Quand Mimi rencontre Bibi

Elle a senti très vite le créneau du people, l'intérêt du public pour les petits secrets crapoteux des grands hommes. Ensuite, Mimi a fait comme elle a toujours agi - elle s'est rendue indispensable. A la tête de l'agence photo qu'elle a rachetée, elle est devenue l'intermédiaire incontournable du Tout Paris, forcément au courant, sachant prévenir plutôt que guérir, voyant venir ce qui ne doit pas sortir. C'est grâce à cette philosophie qu'elle rencontre les Macron, à un moment où ils sont soucieux de désamorcer les rumeurs qui circulent sur l'homosexualité supposée du ministre de l'Economie; ça colle tout de suite avec Brigitte, Bibi pour les intimes, qu'elle protège dans la jungle des médias...

La suite, c'est un mélange d'affection et d'intérêts partagés. Les auteurs de Mimi décortiquent le fonctionnement de la dame, la manière dont elle fabrique l'image qu'elle va vendre aux journaux, dont elle met en scène le couple Macron à tout bout de champ. D'autant qu'elle a beau détester la publicité, Mimi aime les honneurs, et la proximité du chef de l'Etat et de son épouse en est un d'importance. Aujourd'hui, l'Elysée s'est éloigné d'une femme devenue trop encombrante. Mais pendant plus d'un an, Mimi Marchand a assisté, une fois par semaine, aux réunions du cabinet de la Première dame.

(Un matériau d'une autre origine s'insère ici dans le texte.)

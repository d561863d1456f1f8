use once_cell::sync::Lazy;
use regex::Regex;
use serde::{Deserialize, Serialize};
use std::fmt;
use std::str::FromStr;

/// Splits identifiers on lower/upper case boundaries (`getPetById` -> `get Pet By Id`)
static CASE_BOUNDARY_REGEX: Lazy<Regex> =
    Lazy::new(|| Regex::new(r"([a-z0-9])([A-Z])").expect("Invalid regex pattern"));

/// Anything that is not a letter or digit separates words
static SEPARATOR_REGEX: Lazy<Regex> =
    Lazy::new(|| Regex::new(r"[^a-zA-Z0-9]+").expect("Invalid regex pattern"));

/// Tool-name formatting presets
#[derive(Debug, Clone, Copy, PartialEq, Eq, Serialize, Deserialize)]
#[serde(rename_all = "lowercase")]
pub enum NameFormat {
    Lower,
    Upper,
    Snake,
    Camel,
}

impl NameFormat {
    /// Apply the preset to an operation identifier
    pub fn apply(&self, name: &str) -> String {
        match self {
            NameFormat::Lower => name.to_lowercase(),
            NameFormat::Upper => name.to_uppercase(),
            NameFormat::Snake => to_snake_case(name),
            NameFormat::Camel => to_camel_case(name),
        }
    }
}

impl FromStr for NameFormat {
    type Err = String;

    fn from_str(s: &str) -> Result<Self, Self::Err> {
        match s.trim().to_ascii_lowercase().as_str() {
            "lower" => Ok(NameFormat::Lower),
            "upper" => Ok(NameFormat::Upper),
            "snake" => Ok(NameFormat::Snake),
            "camel" => Ok(NameFormat::Camel),
            other => Err(format!(
                "Unknown tool name format '{}': expected lower, upper, snake or camel",
                other
            )),
        }
    }
}

impl fmt::Display for NameFormat {
    fn fmt(&self, f: &mut fmt::Formatter<'_>) -> fmt::Result {
        let s = match self {
            NameFormat::Lower => "lower",
            NameFormat::Upper => "upper",
            NameFormat::Snake => "snake",
            NameFormat::Camel => "camel",
        };
        f.write_str(s)
    }
}

fn split_words(name: &str) -> Vec<String> {
    let spaced = CASE_BOUNDARY_REGEX.replace_all(name, "$1 $2");
    SEPARATOR_REGEX
        .split(&spaced)
        .filter(|w| !w.is_empty())
        .map(str::to_lowercase)
        .collect()
}

/// `getPetById` / `get-pet-by-id` -> `get_pet_by_id`
pub fn to_snake_case(name: &str) -> String {
    split_words(name).join("_")
}

/// `get_pet_by_id` / `Get Pet` -> `getPetById` / `getPet`
pub fn to_camel_case(name: &str) -> String {
    let mut out = String::with_capacity(name.len());
    for (i, word) in split_words(name).iter().enumerate() {
        if i == 0 {
            out.push_str(word);
            continue;
        }
        let mut chars = word.chars();
        if let Some(first) = chars.next() {
            out.extend(first.to_uppercase());
            out.push_str(chars.as_str());
        }
    }
    out
}

#[cfg(test)]
mod tests {
    use super::*;

    #[test]
    fn test_presets() {
        assert_eq!(NameFormat::Lower.apply("getPetById"), "getpetbyid");
        assert_eq!(NameFormat::Upper.apply("getPetById"), "GETPETBYID");
        assert_eq!(NameFormat::Snake.apply("getPetById"), "get_pet_by_id");
        assert_eq!(NameFormat::Camel.apply("get_pet_by_id"), "getPetById");
    }

    #[test]
    fn test_snake_case_separators() {
        assert_eq!(to_snake_case("list-all.pets"), "list_all_pets");
        assert_eq!(to_snake_case("v2GetItems"), "v2_get_items");
        assert_eq!(to_snake_case("already_snake"), "already_snake");
    }

    #[test]
    fn test_camel_case_words() {
        assert_eq!(to_camel_case("Create User"), "createUser");
        assert_eq!(to_camel_case("listPets"), "listPets");
    }

    #[test]
    fn test_parse_format() {
        assert_eq!("Snake".parse::<NameFormat>().unwrap(), NameFormat::Snake);
        assert!("kebab".parse::<NameFormat>().is_err());
    }
}
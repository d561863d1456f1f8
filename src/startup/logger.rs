//! Logging setup and outbound HTTP logging

use crate::config::{BridgeConfig, LoggingConfig};
use crate::error::{BridgeError, Result};
use crate::routing::types::{HttpRequest, HttpResponse, PayloadKind};
use reqwest::header::{HeaderMap, AUTHORIZATION, CONTENT_LENGTH, COOKIE};
use tracing::info;

/// Bodies longer than this are truncated in HTTP logs
pub const MAX_LOGGED_BODY: usize = 1000;

/// Install the global tracing subscriber.
///
/// `RUST_LOG` takes precedence over the configured level. Logs go to stderr
/// so stdout stays free for the hosting protocol.
pub fn init_logging(config: &LoggingConfig) -> Result<()> {
    use tracing_subscriber::{layer::SubscriberExt, util::SubscriberInitExt, EnvFilter};

    let env_filter = EnvFilter::try_from_default_env().unwrap_or_else(|_| EnvFilter::new(&config.level));
    let json = config.is_json();

    tracing_subscriber::registry()
        .with(json.then(|| {
            tracing_subscriber::fmt::layer()
                .json()
                .with_target(false)
                .with_writer(std::io::stderr)
        }))
        .with((!json).then(|| {
            tracing_subscriber::fmt::layer()
                .with_target(false)
                .with_writer(std::io::stderr)
        }))
        .with(env_filter)
        .try_init()
        .map_err(|e| BridgeError::config(format!("Failed to initialize logging: {}", e)))
}

/// Header list with credentials masked
pub fn redacted_headers(headers: &HeaderMap) -> Vec<(String, String)> {
    headers
        .iter()
        .map(|(name, value)| {
            let shown = if *name == AUTHORIZATION || *name == COOKIE {
                "[REDACTED]".to_string()
            } else {
                value.to_str().unwrap_or("[non-ascii]").to_string()
            };
            (name.as_str().to_string(), shown)
        })
        .collect()
}

/// Body as text, cut at [`MAX_LOGGED_BODY`] bytes with the full size noted
pub fn truncated_body(body: &[u8]) -> String {
    if body.len() > MAX_LOGGED_BODY {
        format!(
            "{}... ({} bytes)",
            String::from_utf8_lossy(&body[..MAX_LOGGED_BODY]),
            body.len()
        )
    } else {
        String::from_utf8_lossy(body).into_owned()
    }
}

pub fn log_http_request(request: &HttpRequest) {
    info!("HTTP request: {} {}", request.method, request.url);
    for (name, value) in redacted_headers(&request.headers) {
        info!("  {}: {}", name, value);
    }
    if let Some(body) = request.body.as_deref().filter(|b| !b.is_empty()) {
        info!("  body: {}", truncated_body(body));
    }
}

pub fn log_http_response(response: &HttpResponse) {
    let content_type = response.content_type();
    info!("HTTP response: {}", response.status);
    if !content_type.is_empty() {
        info!("  content-type: {}", content_type);
    }
    if let Some(length) = response.headers.get(CONTENT_LENGTH).and_then(|v| v.to_str().ok()) {
        info!("  content-length: {}", length);
    }
    if response.body.is_empty() {
        return;
    }
    match PayloadKind::classify(content_type) {
        PayloadKind::Binary => info!(
            "  body: [binary content, {} bytes, type: {}]",
            response.body.len(),
            content_type
        ),
        _ => info!("  body: {}", truncated_body(&response.body)),
    }
}

/// Startup summary of what was registered
pub struct StartupLogger;

impl StartupLogger {
    pub fn display_registration_summary(tool_names: &[String], config: &BridgeConfig, base_urls: &[String]) {
        info!("OpenAPI bridge registered {} tool(s)", tool_names.len());
        info!("   Base URLs: {}", base_urls.join(", "));
        if !config.tags.is_empty() {
            info!("   Tag filter: {}", config.tags.join(", "));
        }
        if let Some(format) = config.tool_name_format {
            info!("   Tool name format: {}", format);
        }
        info!(
            "   Dangerous-action confirmation: {}",
            if config.confirm_dangerous_actions { "enabled" } else { "disabled" }
        );
        if config.log_http {
            info!("   HTTP logging: enabled");
        }
    }
}
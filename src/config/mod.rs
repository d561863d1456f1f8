//! Configuration module for the OpenAPI bridge
//!
//! Configuration file loading, environment overrides and credential channels.

mod config;
pub mod credentials;
pub mod environment;

// Re-export the main configuration types
pub use config::{BridgeConfig, ConfirmationTiming, LoggingConfig, DEFAULT_BASE_URL};
pub use credentials::Credentials;
pub use environment::{EnvVars, EnvironmentOverrides};
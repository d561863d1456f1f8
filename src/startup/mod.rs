//! Process startup helpers: logging installation and summaries

pub mod logger;

pub use logger::{init_logging, log_http_request, log_http_response, StartupLogger};
//! Shared utilities for the OpenAPI bridge
//!
//! Name handling used by both the registrar (build time) and the dispatcher
//! (call time).

pub mod name_escaper;
pub mod name_sanitizer;

pub use name_escaper::{
    build_parameter_name_mapping,
    escape_parameter_name,
    get_parameter_value,
    unescape_parameter_name,
    ParameterNameMapping,
};
pub use name_sanitizer::{to_camel_case, to_snake_case, NameFormat};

Mimi se lit comme un roman, mi-Balzac mi-Maupassant, du monde interlope de la nuit à la lumière du Palais de la rue Saint Honoré. Mimi, c'est la bataille acharnée d'une femme pour exister, pour s'imposer, pour prendre le pouvoir et ne plus le partager. La veille de sa parution, Michèle Marchand, interrogée par L'Express, se défendant de l'avoir lu, affirmait pourtant : "Je ne connais pas cette femme. Mais j'adorerais la rencontrer pour faire un sujet photo !" Et c'est Mimi qui le dit.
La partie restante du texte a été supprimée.